Sanitizing URL in a WordPress plugin

Good on you for trying to do this properly – but… how about this?

global $wp;
echo esc_url( home_url( $wp->request ) );

EDIT:
Versions of your above code have been written all over the internet – see this SO question with 000s of votes. rather UN-intuitively it’s not a super simple thing to do as the client can set some of these themselves, so you’re right to want to sanitize.

Sanitization is just the removal of anything you’re not expecting in your string… You’re expecting a URL – so only allow valid URL characters through. If you don’t need to echo out query strings – well then you could also remove everything that’s not in your page names or site structure. The point is – you decide – there isn’t a function that just does sanitize_this() your job is to work out exactly what the limit is for allowing data through. Maybe one of these work? Look at what is permitted through and decide what’s right in that use case.
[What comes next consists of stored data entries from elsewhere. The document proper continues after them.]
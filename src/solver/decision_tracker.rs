use crate::{
    solver::{decision::Decision, decision_map::DecisionMap},
    SolvableId,
};

/// Tracks the assignments to solvables, keeping a log that can be used to
/// backtrack, and a map that can be used to query the current value assigned
#[derive(Default)]
pub(crate) struct DecisionTracker {
    map: DecisionMap,
    stack: Vec<Decision>,
    propagate_index: usize,
}

impl DecisionTracker {
    #[inline(always)]
    pub(crate) fn assigned_value(&self, solvable_id: SolvableId) -> Option<bool> {
        self.map.value(solvable_id)
    }

    pub(crate) fn map(&self) -> &DecisionMap {
        &self.map
    }

    pub(crate) fn stack(&self) -> impl DoubleEndedIterator<Item = Decision> + '_ {
        self.stack.iter().copied()
    }

    pub(crate) fn level(&self, solvable_id: SolvableId) -> u32 {
        self.map.level(solvable_id)
    }

    /// Attempts to add a decision
    ///
    /// Returns true if the solvable was undecided, false if it was already
    /// decided to the same value
    ///
    /// Returns an error if the solvable was decided to a different value
    /// (which means there is a conflict)
    pub(crate) fn try_add_decision(&mut self, decision: Decision, level: u32) -> Result<bool, ()> {
        match self.map.value(decision.solvable_id) {
            None => {
                self.map.set(decision.solvable_id, decision.value, level);
                self.stack.push(decision);
                Ok(true)
            }
            Some(value) if value == decision.value => Ok(false),
            _ => Err(()),
        }
    }

    /// Undoes every decision made above `level`.
    pub(crate) fn undo_until(&mut self, level: u32) {
        while let Some(decision) = self.stack.last() {
            if self.level(decision.solvable_id) <= level {
                break;
            }

            self.undo_last();
        }
    }

    /// Undoes the most recent decision and returns it together with the level
    /// it was made at.
    pub(crate) fn undo_last(&mut self) -> Option<(Decision, u32)> {
        let decision = self.stack.pop()?;
        let level = self.map.level(decision.solvable_id);
        self.map.reset(decision.solvable_id);
        self.propagate_index = self.stack.len();
        Some((decision, level))
    }

    /// Returns the next decision in the log for which unit propagation still
    /// needs to run
    ///
    /// Side-effect: the decision will be marked as propagated
    pub(crate) fn next_unpropagated(&mut self) -> Option<Decision> {
        let &decision = self.stack.get(self.propagate_index)?;
        self.propagate_index += 1;
        Some(decision)
    }
}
Generally you should only need to sanitize once and escape once to avoid over complication and if you’re encoding you don’t want to double encode – you could actually be making your code less secure as other functions could be looking for strings such as '<script>' in “decoded” strings and only seeing %3Cscript%3E meanwhile your JavaScript decodes and outputs later on. You see what I mean?

My point above about using wp is that it’s already there for you. Re-writing these functions is asking for mistakes, security implications and odd error conditions and dealing with common PHP issues using your own custom functions is naive at best and arrogant at worse – professionals have already done this for you – why do you want to do it again?

Regarding the critical issue you mention – sanitize_url( $_SERVER['REQUEST_URI'] ); is valid markup – sanitize_url() is a WordPress function and will need WordPress to have been loaded to work. Check your logs for the exact cause.